Vengeance in Modern Popular Culture
Sep. 4th, 2002 12:40 pmThis morning, I was thinking about Buffy the Vampire Slayer. In particular, I was thinking about Willow.
I've always liked Willow. Perhaps it's because I've always empathized with her, the nerd who just wants to be loved. Perhaps it's because I think she's cute. (I'm quite certain it's not because like me, she's not heterosexual; I liked her and watched the show before I realized that fact about myself.) Irregardless, this means that I was quite interested by Willow's recent storyline in the last four episodes of Buffy this season.
(Briefly put, Willow's lover Tara was accidentally shot by evil-nerd-villain Warren, she overdosed on magic and took a gory bloody revenge upon Warren that at least fertilized the forest, and then she went completely out of control, attacked her friends, and tried to destroy the world before Xander convinced her not to do something so apocalyptically evil.)
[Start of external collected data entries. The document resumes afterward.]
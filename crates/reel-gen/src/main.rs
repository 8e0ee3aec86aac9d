use anyhow::Context;
use clap::{value_parser, Arg, ArgAction, Command};
use reel_gen::{parse_source, BlueprintBuilder, BuilderOptions};
use std::fs;
use std::path::PathBuf;
use tracing_subscriber::EnvFilter;

fn main() -> anyhow::Result<()> {
    let matches = Command::new("reel-gen")
        .version(env!("CARGO_PKG_VERSION"))
        .about("Generate playback blueprints from annotated Python sources")
        .arg(
            Arg::new("file")
                .required(true)
                .value_parser(value_parser!(PathBuf))
                .help("Python file to parse"),
        )
        .arg(
            Arg::new("output")
                .short('o')
                .long("output")
                .value_parser(value_parser!(PathBuf))
                .help("Write the blueprint here instead of stdout"),
        )
        .arg(
            Arg::new("typing-speed")
                .long("typing-speed")
                .default_value("35")
                .value_parser(value_parser!(u64))
                .help("Milliseconds per typed character"),
        )
        .arg(
            Arg::new("action-delay")
                .long("action-delay")
                .default_value("1000")
                .value_parser(value_parser!(u64))
                .help("Pause between actions in milliseconds"),
        )
        .arg(
            Arg::new("voice")
                .long("voice")
                .default_value("en-US-BrianNeural")
                .help("Narration voice"),
        )
        .arg(
            Arg::new("no-voiceover")
                .long("no-voiceover")
                .action(ArgAction::SetTrue)
                .help("Generate a silent blueprint"),
        )
        .arg(
            Arg::new("verbose")
                .short('v')
                .long("verbose")
                .action(ArgAction::SetTrue)
                .help("Log segment details to stderr"),
        )
        .get_matches();

    let verbose = matches.get_flag("verbose");
    init_tracing(verbose);

    let file = matches.get_one::<PathBuf>("file").unwrap();
    if file.extension().and_then(|e| e.to_str()) != Some("py") {
        tracing::warn!(file = %file.display(), "input does not have a .py extension");
    }

    let source = fs::read_to_string(file)
        .with_context(|| format!("failed to read {}", file.display()))?;
    let segments = parse_source(&source)?;

    if verbose {
        for segment in &segments {
            tracing::debug!(
                kind = ?segment.kind,
                lines = %format!("{}-{}", segment.start_line, segment.end_line),
                name = segment.name.as_deref().unwrap_or("-"),
                has_docstring = segment.docstring.is_some(),
                "segment"
            );
        }
    }

    let filename = file
        .file_name()
        .and_then(|n| n.to_str())
        .unwrap_or("main.py")
        .to_string();
    let opts = BuilderOptions {
        typing_speed: *matches.get_one::<u64>("typing-speed").unwrap(),
        action_delay: *matches.get_one::<u64>("action-delay").unwrap(),
        voice: matches.get_one::<String>("voice").unwrap().clone(),
        enable_voiceover: !matches.get_flag("no-voiceover"),
    };
    let blueprint = BlueprintBuilder::new(filename, opts).build(segments);

    let json = serde_json::to_string_pretty(&blueprint)?;
    match matches.get_one::<PathBuf>("output") {
        Some(path) => {
            fs::write(path, &json)
                .with_context(|| format!("failed to write {}", path.display()))?;
            tracing::info!(path = %path.display(), "blueprint written");
        }
        None => println!("{json}"),
    }

    let voiceovers = blueprint
        .actions
        .iter()
        .filter(|a| a.narration().map_or(false, |n| n.text().is_some()))
        .count();
    tracing::info!(
        actions = blueprint.actions.len(),
        voiceovers,
        root_folder = %blueprint.root_folder,
        "blueprint generated"
    );
    Ok(())
}

fn init_tracing(verbose: bool) {
    let default = if verbose { "reel_gen=debug" } else { "reel_gen=info" };
    let filter =
        EnvFilter::try_from_default_env().unwrap_or_else(|_| EnvFilter::new(default));
    tracing_subscriber::fmt()
        .with_env_filter(filter)
        .with_writer(std::io::stderr)
        .init();
}
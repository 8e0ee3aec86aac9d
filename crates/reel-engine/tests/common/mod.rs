//! In-memory host used by the sequencer integration tests.

#![allow(dead_code)]

use async_trait::async_trait;
use parking_lot::Mutex;
use reel_engine::host::{
    AudioPlayer, DecorationId, DocumentId, ExitStatus, HostError, Position, Range, TerminalHost,
    Workspace,
};
use reel_narration::{SpeechSynthesizer, SynthesisError};
use reel_text::IndentStyle;
use std::path::{Path, PathBuf};
use std::sync::atomic::{AtomicU64, AtomicUsize, Ordering};
use std::time::Duration;

struct Doc {
    path: String,
    text: String,
}

/// A workspace, terminal and audio player all in one, recording everything
/// the engine does to it.
#[derive(Default)]
pub struct InMemoryHost {
    docs: Mutex<Vec<Doc>>,
    pub dirs: Mutex<Vec<String>>,
    pub files: Mutex<Vec<String>>,
    pub terminals: Mutex<Vec<String>>,
    pub commands: Mutex<Vec<String>>,
    pub played: Mutex<Vec<PathBuf>>,
    pub active_decorations: Mutex<Vec<DecorationId>>,
    next_decoration: AtomicU64,
}

impl InMemoryHost {
    /// Current text of the document at `path`, if it was ever opened.
    pub fn document_text(&self, path: &str) -> Option<String> {
        self.docs
            .lock()
            .iter()
            .find(|d| d.path == path)
            .map(|d| d.text.clone())
    }

    fn with_doc<T>(
        &self,
        doc: DocumentId,
        f: impl FnOnce(&mut Doc) -> T,
    ) -> Result<T, HostError> {
        let mut docs = self.docs.lock();
        docs.get_mut(doc.0 as usize)
            .map(f)
            .ok_or(HostError::UnknownDocument)
    }
}

/// Byte offset of a character-addressed position, clamped to the text.
fn offset_of(text: &str, pos: Position) -> usize {
    let mut offset = 0usize;
    for _ in 0..pos.line {
        match text[offset..].find('\n') {
            Some(i) => offset += i + 1,
            None => return text.len(),
        }
    }
    let line_end = text[offset..].find('\n').map_or(text.len(), |i| offset + i);
    let mut chars = 0usize;
    for (i, _) in text[offset..line_end].char_indices() {
        if chars == pos.column {
            return offset + i;
        }
        chars += 1;
    }
    line_end
}

#[async_trait]
impl Workspace for InMemoryHost {
    async fn create_directory(&self, path: &str) -> Result<(), HostError> {
        self.dirs.lock().push(path.to_string());
        Ok(())
    }

    async fn create_empty_file(&self, path: &str) -> Result<(), HostError> {
        self.files.lock().push(path.to_string());
        Ok(())
    }

    async fn open(&self, path: &str) -> Result<DocumentId, HostError> {
        let mut docs = self.docs.lock();
        if let Some(i) = docs.iter().position(|d| d.path == path) {
            return Ok(DocumentId(i as u64));
        }
        docs.push(Doc {
            path: path.to_string(),
            text: String::new(),
        });
        Ok(DocumentId((docs.len() - 1) as u64))
    }

    async fn text(&self, doc: DocumentId) -> Result<String, HostError> {
        self.with_doc(doc, |d| d.text.clone())
    }

    async fn insert(&self, doc: DocumentId, pos: Position, text: &str) -> Result<(), HostError> {
        self.with_doc(doc, |d| {
            let offset = offset_of(&d.text, pos);
            d.text.insert_str(offset, text);
        })
    }

    async fn delete(&self, doc: DocumentId, range: Range) -> Result<(), HostError> {
        self.with_doc(doc, |d| {
            let start = offset_of(&d.text, range.start);
            let end = offset_of(&d.text, range.end).max(start);
            d.text.replace_range(start..end, "");
        })
    }

    async fn reveal(&self, _doc: DocumentId, _range: Range) -> Result<(), HostError> {
        Ok(())
    }

    async fn move_cursor(&self, _doc: DocumentId, _pos: Position) -> Result<(), HostError> {
        Ok(())
    }

    async fn decorate(&self, _doc: DocumentId, _range: Range) -> Result<DecorationId, HostError> {
        let id = DecorationId(self.next_decoration.fetch_add(1, Ordering::SeqCst));
        self.active_decorations.lock().push(id);
        Ok(id)
    }

    async fn undecorate(
        &self,
        _doc: DocumentId,
        decoration: DecorationId,
    ) -> Result<(), HostError> {
        self.active_decorations.lock().retain(|d| *d != decoration);
        Ok(())
    }

    async fn format(&self, _doc: DocumentId) -> Result<(), HostError> {
        Ok(())
    }

    async fn indent_style(&self, _doc: DocumentId) -> Result<IndentStyle, HostError> {
        Ok(IndentStyle::default())
    }
}

#[async_trait]
impl TerminalHost for InMemoryHost {
    async fn open(&self, name: &str, _cwd: Option<&str>) -> Result<(), HostError> {
        self.terminals.lock().push(name.to_string());
        Ok(())
    }

    async fn send(&self, name: &str, command: &str) -> Result<(), HostError> {
        self.commands.lock().push(format!("{name}: {command}"));
        Ok(())
    }

    async fn show(&self, _name: &str) -> Result<(), HostError> {
        Ok(())
    }

    async fn hide(&self, _name: &str) -> Result<(), HostError> {
        Ok(())
    }

    async fn close(&self, name: &str) -> Result<(), HostError> {
        self.terminals.lock().retain(|t| t != name);
        Ok(())
    }

    // Observes real completion, keeping tests off the heuristic wait.
    async fn run(
        &self,
        name: &str,
        command: &str,
        _cwd: Option<&str>,
        _timeout: Duration,
    ) -> Result<Option<ExitStatus>, HostError> {
        self.commands.lock().push(format!("{name}: {command}"));
        Ok(Some(ExitStatus { code: 0 }))
    }
}

#[async_trait]
impl AudioPlayer for InMemoryHost {
    async fn play(&self, path: &Path) -> Result<(), HostError> {
        self.played.lock().push(path.to_path_buf());
        Ok(())
    }
}

/// Synthesizer returning the text bytes, counting its calls.
#[derive(Default)]
pub struct StubSynthesizer {
    pub calls: AtomicUsize,
}

#[async_trait]
impl SpeechSynthesizer for StubSynthesizer {
    async fn synthesize(&self, text: &str, _voice: &str) -> Result<Vec<u8>, SynthesisError> {
        self.calls.fetch_add(1, Ordering::SeqCst);
        Ok(text.as_bytes().to_vec())
    }
}
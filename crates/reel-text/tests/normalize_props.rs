use proptest::prelude::*;
use reel_text::{normalize, IndentStyle};

fn content_strategy() -> impl Strategy<Value = String> {
    // Lines of space/tab indentation followed by a short word.
    let line = (0usize..6, 0usize..3, "[a-z]{1,8}")
        .prop_map(|(spaces, tabs, word)| format!("{}{}{word}", " ".repeat(spaces), "\t".repeat(tabs)));
    prop::collection::vec(line, 1..10).prop_map(|lines| {
        let mut s = lines.join("\n");
        s.push('\n');
        s
    })
}

proptest! {
    #[test]
    fn normalize_is_idempotent(content in content_strategy(), width in 1usize..5) {
        let style = IndentStyle { use_spaces: true, width };
        let target = " ".repeat(width);

        let once = normalize(&content, &target, &style);
        let twice = normalize(&once, &target, &style);
        prop_assert_eq!(once, twice);
    }

    #[test]
    fn normalized_lines_start_at_the_target(content in content_strategy()) {
        let style = IndentStyle::default();
        let target = "    ";

        let out = normalize(&content, target, &style);
        for line in out.lines().filter(|l| !l.trim().is_empty()) {
            prop_assert!(line.starts_with(target));
        }
        // Minimal-common-strip guarantees some line sits exactly at target.
        prop_assert!(out
            .lines()
            .filter(|l| !l.trim().is_empty())
            .any(|l| !l.starts_with("     ")));
    }
}
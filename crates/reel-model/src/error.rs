//! Load-time validation errors
//!
//! A malformed blueprint is rejected before the sequencer runs its first
//! action; every variant names the offending action index so an operator can
//! fix the script without replaying it.

/// Errors raised while loading or validating a blueprint.
#[derive(Debug, thiserror::Error)]
pub enum ValidationError {
    /// Blueprint is not valid JSON at all
    #[error("blueprint is not valid JSON: {0}")]
    Json(#[from] serde_json::Error),

    /// Top-level structure is missing a required field
    #[error("blueprint is missing required field `{0}`")]
    MissingField(&'static str),

    /// Top-level field has the wrong JSON type
    #[error("blueprint field `{field}` must be {expected}")]
    WrongType {
        field: &'static str,
        expected: &'static str,
    },

    /// Action tag is not one of the supported kinds
    #[error("action {index}: unsupported action type `{tag}`")]
    UnsupportedAction { index: usize, tag: String },

    /// Action object does not deserialize into its declared kind
    #[error("action {index} ({tag}): {message}")]
    MalformedAction {
        index: usize,
        tag: String,
        message: String,
    },

    /// `insert` must set exactly one of `after`, `before`, `at`
    #[error("action {index}: insert requires exactly one of `after`, `before`, `at` (found {found})")]
    SelectorCount { index: usize, found: usize },

    /// `replace` without replacement text
    #[error("action {index}: replace requires `with`")]
    MissingReplacement { index: usize },

    /// `occurrence` is 1-indexed
    #[error("action {index}: `occurrence` must be >= 1")]
    ZeroOccurrence { index: usize },
}
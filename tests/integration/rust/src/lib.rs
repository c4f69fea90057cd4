//! Integration test suite for the Sapphire front end
//!
//! This crate provides integration tests that verify the lexer, parser,
//! printer, bytecode generator and introspection façade work together
//! correctly across component boundaries.

/// Re-export components for test convenience
pub mod components {
    pub use bytecode_system;
    pub use core_types;
    pub use introspection;
    pub use parser;
}
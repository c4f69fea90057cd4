//! The `Ripper` façade operations
//!
//! Each operation takes one source-text argument and returns a value:
//! `tokenize` the token table, `parse` the canonical rendering, `compile`
//! the instruction sets, `token` the flat literal list, and
//! `format_token_kind` the wire name of the first token. Argument guards
//! run before any stage; a parse failure surfaces as the fixed
//! `Invalid Sapphire code` message with the stage's error kind.

use crate::convert;
use core_types::{ErrorKind, SapphireError, Value};
use parser::ast::Program;
use parser::lexer::TokenKind;
use parser::{print, BytecodeGenerator, Lexer, Parser};

/// Tokenize source into `[line, kind, literal]` rows, ending with the
/// end-of-input row
pub fn tokenize(args: &[Value]) -> Result<Value, SapphireError> {
    let source = expect_source(args)?;
    let mut lexer = Lexer::new(source);
    let mut rows = Vec::new();
    loop {
        let token = lexer.next_token();
        let done = token.kind == TokenKind::Eof;
        rows.push(Value::Array(vec![
            Value::Integer(i64::from(token.line)),
            Value::string(token.kind.wire_name()),
            Value::Str(token.literal),
        ]));
        if done {
            return Ok(Value::Array(rows));
        }
    }
}

/// Parse source and return its canonical rendering
pub fn parse(args: &[Value]) -> Result<Value, SapphireError> {
    let source = expect_source(args)?;
    let program = parse_source(source, ErrorKind::ParseError)?;
    Ok(Value::string(print(&program)))
}

/// Compile source and return its instruction sets as nested values
pub fn compile(args: &[Value]) -> Result<Value, SapphireError> {
    let source = expect_source(args)?;
    let program = parse_source(source, ErrorKind::CompileError)?;
    let sets = BytecodeGenerator::new().generate(&program)?;
    Ok(convert::instruction_sets_to_value(&sets))
}

/// Tokenize source into the flat list of token literals, terminated by
/// `"EOF"`
pub fn token(args: &[Value]) -> Result<Value, SapphireError> {
    let source = expect_source(args)?;
    let mut lexer = Lexer::new(source);
    let mut literals = Vec::new();
    loop {
        let token = lexer.next_token();
        if token.kind == TokenKind::Eof {
            literals.push(Value::string("EOF"));
            return Ok(Value::Array(literals));
        }
        literals.push(Value::Str(token.literal));
    }
}

/// Return the wire name of the first token of `text` (`"on_eof"` for empty
/// input)
pub fn format_token_kind(args: &[Value]) -> Result<Value, SapphireError> {
    let source = expect_source(args)?;
    let first = Lexer::new(source).next_token();
    Ok(Value::string(first.kind.wire_name()))
}

/// Arity and type guard shared by every operation
fn expect_source(args: &[Value]) -> Result<&str, SapphireError> {
    if args.len() != 1 {
        return Err(SapphireError::new(
            ErrorKind::ArgumentError,
            0,
            format!("Expect 1 argument. got={}", args.len()),
        ));
    }
    args[0].as_str().ok_or_else(|| {
        SapphireError::new(
            ErrorKind::TypeError,
            0,
            format!("Expect argument to be String. got: {}", args[0].kind_name()),
        )
    })
}

fn parse_source(source: &str, kind: ErrorKind) -> Result<Program, SapphireError> {
    Parser::new(source)
        .parse_program()
        .map_err(|err| SapphireError::new(kind, err.line, "Invalid Sapphire code"))
}
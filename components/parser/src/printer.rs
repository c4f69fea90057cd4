//! Canonical AST-to-source printer
//!
//! A pure, deterministic rendering of the tree with every ambiguity made
//! explicit: call receivers are always printed (implicit receivers as
//! `self.`), call parentheses are always printed, and infix expressions are
//! fully parenthesized. Structurally equal trees always print identically,
//! and printing is idempotent under re-parsing, which makes the printer
//! usable as a test oracle.

use crate::ast::{BlockLiteral, Expression, Program, Receiver, Statement};

/// Render a program to its canonical source form
pub fn print(program: &Program) -> String {
    print_statements(&program.statements)
}

fn print_statements(statements: &[Statement]) -> String {
    statements.iter().map(print_statement).collect()
}

fn print_statement(statement: &Statement) -> String {
    match statement {
        Statement::Class { name, body, .. } => {
            // the superclass is recorded in the AST but not part of the
            // canonical body text
            format!("class {} {{\n{}\n}}", name, print_statements(body))
        }
        Statement::Module { name, body, .. } => {
            format!("module {} {{\n{}\n}}", name, print_statements(body))
        }
        Statement::Def {
            name, params, body, ..
        } => format!(
            "def {}({}) {{\n{}\n}}",
            name,
            params.join(", "),
            print_statements(body)
        ),
        Statement::While {
            condition, body, ..
        } => format!(
            "while {} do\n{}\nend",
            print_expression(condition),
            print_statements(body)
        ),
        Statement::Expression(e) => print_expression(e),
    }
}

fn print_expression(expression: &Expression) -> String {
    match expression {
        Expression::Identifier { name, .. } => name.clone(),
        Expression::Constant { path, .. } => {
            if path.len() == 1 {
                path[0].clone()
            } else {
                format!("({})", path.join(" :: "))
            }
        }
        Expression::InstanceVariable { name, .. } => name.clone(),
        Expression::Integer { value, .. } => value.to_string(),
        Expression::Float { value, .. } => {
            let mut buffer = ryu::Buffer::new();
            buffer.format(*value).to_string()
        }
        Expression::Str { value, .. } => format!("\"{}\"", value),
        Expression::Boolean { value, .. } => value.to_string(),
        Expression::Nil { .. } => "nil".to_string(),
        Expression::SelfRef { .. } => "self".to_string(),
        Expression::GetBlock { .. } => "get_block".to_string(),
        Expression::Prefix {
            operator, right, ..
        } => format!("({}{})", operator, print_expression(right)),
        Expression::Infix {
            operator,
            left,
            right,
            ..
        } => format!(
            "({} {} {})",
            print_expression(left),
            operator,
            print_expression(right)
        ),
        Expression::Assignment { target, value, .. } => {
            format!("{} = {}", print_expression(target), print_expression(value))
        }
        Expression::MethodCall {
            receiver,
            method,
            arguments,
            block,
            ..
        } => {
            let receiver = match receiver {
                Receiver::Implicit => "self".to_string(),
                Receiver::Explicit(e) => print_expression(e),
            };
            let args: Vec<String> = arguments.iter().map(print_expression).collect();
            let mut out = format!("{}.{}({})", receiver, method, args.join(", "));
            if let Some(block) = block {
                out.push_str(&print_block(block));
            }
            out
        }
        Expression::Yield { arguments, .. } => {
            let args: Vec<String> = arguments.iter().map(print_expression).collect();
            format!("yield({})", args.join(", "))
        }
        Expression::If {
            condition,
            consequence,
            alternative,
            ..
        } => match alternative {
            Some(alternative) => format!(
                "if {}\n{}\nelse\n{}\nend",
                print_expression(condition),
                print_statements(consequence),
                print_statements(alternative)
            ),
            None => format!(
                "if {}\n{}\nend",
                print_expression(condition),
                print_statements(consequence)
            ),
        },
    }
}

fn print_block(block: &BlockLiteral) -> String {
    if block.params.is_empty() {
        format!(" do\n{}\nend", print_statements(&block.body))
    } else {
        format!(
            " do |{}|\n{}\nend",
            block.params.join(", "),
            print_statements(&block.body)
        )
    }
}
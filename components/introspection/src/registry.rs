//! Builtin-method registry
//!
//! A host runtime owns one [`Registry`] per engine instance and dispatches
//! guest-level method calls through it. Two engines embedded in the same
//! process never share registry state.

use crate::ripper;
use core_types::{ErrorKind, SapphireError, Value};
use std::collections::HashMap;

/// A builtin method: pure function from arguments to a result value
pub type BuiltinFn = fn(&[Value]) -> Result<Value, SapphireError>;

/// Explicit table of builtin methods, keyed by class and method name
#[derive(Default)]
pub struct Registry {
    classes: HashMap<String, HashMap<String, BuiltinFn>>,
}

impl Registry {
    /// Create an empty registry
    pub fn new() -> Self {
        Self::default()
    }

    /// Bind a method under a class name, replacing any previous binding
    pub fn define_method(&mut self, class: &str, method: &str, function: BuiltinFn) {
        self.classes
            .entry(class.to_string())
            .or_default()
            .insert(method.to_string(), function);
    }

    /// Look up a bound method
    pub fn lookup(&self, class: &str, method: &str) -> Option<BuiltinFn> {
        self.classes.get(class)?.get(method).copied()
    }

    /// Dispatch a method call.
    ///
    /// Unbound methods fail with an `UnsupportedMethodError`; the façade
    /// classes deliberately leave `new` unbound, so construction attempts
    /// take this path.
    pub fn call(&self, class: &str, method: &str, args: &[Value]) -> Result<Value, SapphireError> {
        match self.lookup(class, method) {
            Some(function) => function(args),
            None => Err(SapphireError::new(
                ErrorKind::UnsupportedMethodError,
                0,
                format!("Unsupported method #{} for {}", method, class),
            )),
        }
    }
}

/// Bind the `Ripper` façade methods into a registry
pub fn install(registry: &mut Registry) {
    registry.define_method("Ripper", "tokenize", ripper::tokenize);
    registry.define_method("Ripper", "parse", ripper::parse);
    registry.define_method("Ripper", "compile", ripper::compile);
    registry.define_method("Ripper", "token", ripper::token);
    registry.define_method("Ripper", "format_token_kind", ripper::format_token_kind);
}

/// Convenience constructor: a fresh registry with the façade installed
pub fn ripper_registry() -> Registry {
    let mut registry = Registry::new();
    install(&mut registry);
    registry
}
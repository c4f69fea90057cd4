//! Instruction-set representation
//!
//! One [`InstructionSet`] is produced per lexical scope of the compiled
//! program: the top level, each method definition, each class or module
//! body, and each block literal. The execution engine pushes a call frame
//! per set; tooling consumes the serialized form.

use crate::opcode::Opcode;
use serde::Serialize;

/// Parameter kind tags for an [`ArgSet`].
///
/// The numeric values are part of the IR contract.
#[derive(Debug, Clone, Copy, PartialEq, Eq)]
pub enum ArgKind {
    /// Plain positional parameter
    Normal = 0,
    /// Positional parameter with a default value
    Optional = 1,
    /// Splat parameter collecting the remaining positionals
    Splat = 2,
    /// Keyword parameter
    Keyword = 3,
    /// Explicit block parameter
    Block = 4,
}

impl ArgKind {
    /// Numeric tag of this kind
    pub fn tag(self) -> i64 {
        self as i64
    }
}

/// Descriptor for a parameter list's shape.
///
/// `names` and `types` are parallel arrays of equal length; the only way to
/// grow them is [`ArgSet::push`], which keeps them in lockstep.
#[derive(Debug, Clone, Default, PartialEq, Serialize)]
pub struct ArgSet {
    /// Parameter names in declaration order
    names: Vec<String>,
    /// Parameter kind tags, parallel to `names`
    types: Vec<i64>,
}

impl ArgSet {
    /// Create an empty descriptor
    pub fn new() -> Self {
        Self::default()
    }

    /// Append a parameter
    pub fn push(&mut self, name: impl Into<String>, kind: ArgKind) {
        self.names.push(name.into());
        self.types.push(kind.tag());
    }

    /// Parameter names in declaration order
    pub fn names(&self) -> &[String] {
        &self.names
    }

    /// Parameter kind tags, parallel to [`ArgSet::names`]
    pub fn types(&self) -> &[i64] {
        &self.types
    }

    /// Number of parameters described
    pub fn len(&self) -> usize {
        self.names.len()
    }

    /// Whether the descriptor is empty
    pub fn is_empty(&self) -> bool {
        self.names.is_empty()
    }
}

/// A single bytecode instruction
#[derive(Debug, Clone, PartialEq, Serialize)]
pub struct Instruction {
    /// The action to perform
    pub action: Opcode,
    /// Ordinal of this instruction within its set (the bytecode line)
    pub line: usize,
    /// 1-based source line of the originating AST node
    pub source_line: u32,
    /// Action parameters as strings
    pub params: Vec<String>,
    /// Resolved jump target index; present only on control-flow actions
    #[serde(skip_serializing_if = "Option::is_none")]
    pub anchor: Option<usize>,
}

/// Kind of lexical scope an instruction set belongs to
#[derive(Debug, Clone, Copy, PartialEq, Eq, Serialize)]
pub enum SetKind {
    /// The top-level program scope
    Program,
    /// A method definition body
    Def,
    /// A class or module body
    DefClass,
    /// A block literal body
    Block,
}

impl SetKind {
    /// Stable string name of this kind
    pub fn as_str(self) -> &'static str {
        match self {
            SetKind::Program => "Program",
            SetKind::Def => "Def",
            SetKind::DefClass => "DefClass",
            SetKind::Block => "Block",
        }
    }
}

/// A named, ordered list of instructions for one lexical scope
#[derive(Debug, Clone, PartialEq, Serialize)]
pub struct InstructionSet {
    /// Name of the scope (`ProgramStart`, the method name, `Block:<n>`, ...)
    pub name: String,
    /// Scope kind
    #[serde(rename = "type")]
    pub kind: SetKind,
    /// Parameter descriptor; present only for scopes that accept parameters
    #[serde(skip_serializing_if = "Option::is_none")]
    pub arg_set: Option<ArgSet>,
    /// Instructions in execution order
    pub instructions: Vec<Instruction>,
}

impl InstructionSet {
    /// Create an empty instruction set
    pub fn new(name: impl Into<String>, kind: SetKind) -> Self {
        Self {
            name: name.into(),
            kind,
            arg_set: None,
            instructions: Vec::new(),
        }
    }

    /// Append an instruction, returning its index within the set
    pub fn emit(&mut self, action: Opcode, source_line: u32, params: Vec<String>) -> usize {
        let index = self.instructions.len();
        self.instructions.push(Instruction {
            action,
            line: index,
            source_line,
            params,
            anchor: None,
        });
        index
    }

    /// Back-fill the anchor of the control-flow instruction at `index`
    pub fn set_anchor(&mut self, index: usize, target: usize) {
        debug_assert!(self.instructions[index].action.is_branch());
        self.instructions[index].anchor = Some(target);
    }

    /// Index the next emitted instruction will receive
    pub fn next_index(&self) -> usize {
        self.instructions.len()
    }

    /// Check the structural invariants of a completed set: every anchor
    /// resolves within this set, anchors appear only on control-flow
    /// actions, and the parameter descriptor arrays have equal length.
    pub fn validate(&self) -> Result<(), String> {
        if let Some(args) = &self.arg_set {
            if args.names().len() != args.types().len() {
                return Err(format!("{}: arg_set arrays differ in length", self.name));
            }
        }
        for inst in &self.instructions {
            match inst.anchor {
                Some(target) if !inst.action.is_branch() => {
                    return Err(format!(
                        "{}: anchor {} on non-branch {}",
                        self.name, target, inst.action
                    ));
                }
                Some(target) if target >= self.instructions.len() => {
                    return Err(format!(
                        "{}: anchor {} out of range ({} instructions)",
                        self.name,
                        target,
                        self.instructions.len()
                    ));
                }
                None if inst.action.is_branch() => {
                    return Err(format!("{}: unresolved {} anchor", self.name, inst.action));
                }
                _ => {}
            }
        }
        Ok(())
    }
}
Anyway, I like Episode 20, "Villains"--the episode where Willow, where wreaks her bloody revenge. It's a painful episode, to be sure; quite apart from the fact that I also like and empathized with Tara, the reactions of the other characters to Tara's murder and Willow's burning desire for vengeance were painful to watch. But then, "Villains" was a very well-written and -acted episode.
It also helped that Warren met a painful death at Willow's hands; as the Sunnyside Slayers wrote)wrote in their synopsis of the previous episode, "Seeing Red," "Warren needs to die". He killed Tara, he killed his girlfriend Katrina after she tried to escape when he took over her mind and was about to make her a living sex toy (this after she left him because Warren built a sexbot), he tried to kill Buffy, tormented Buffy for no reason other than his sick ego, and, well, he did really need to die. Preferably painfully, and gorily, both of which he definitely achieved.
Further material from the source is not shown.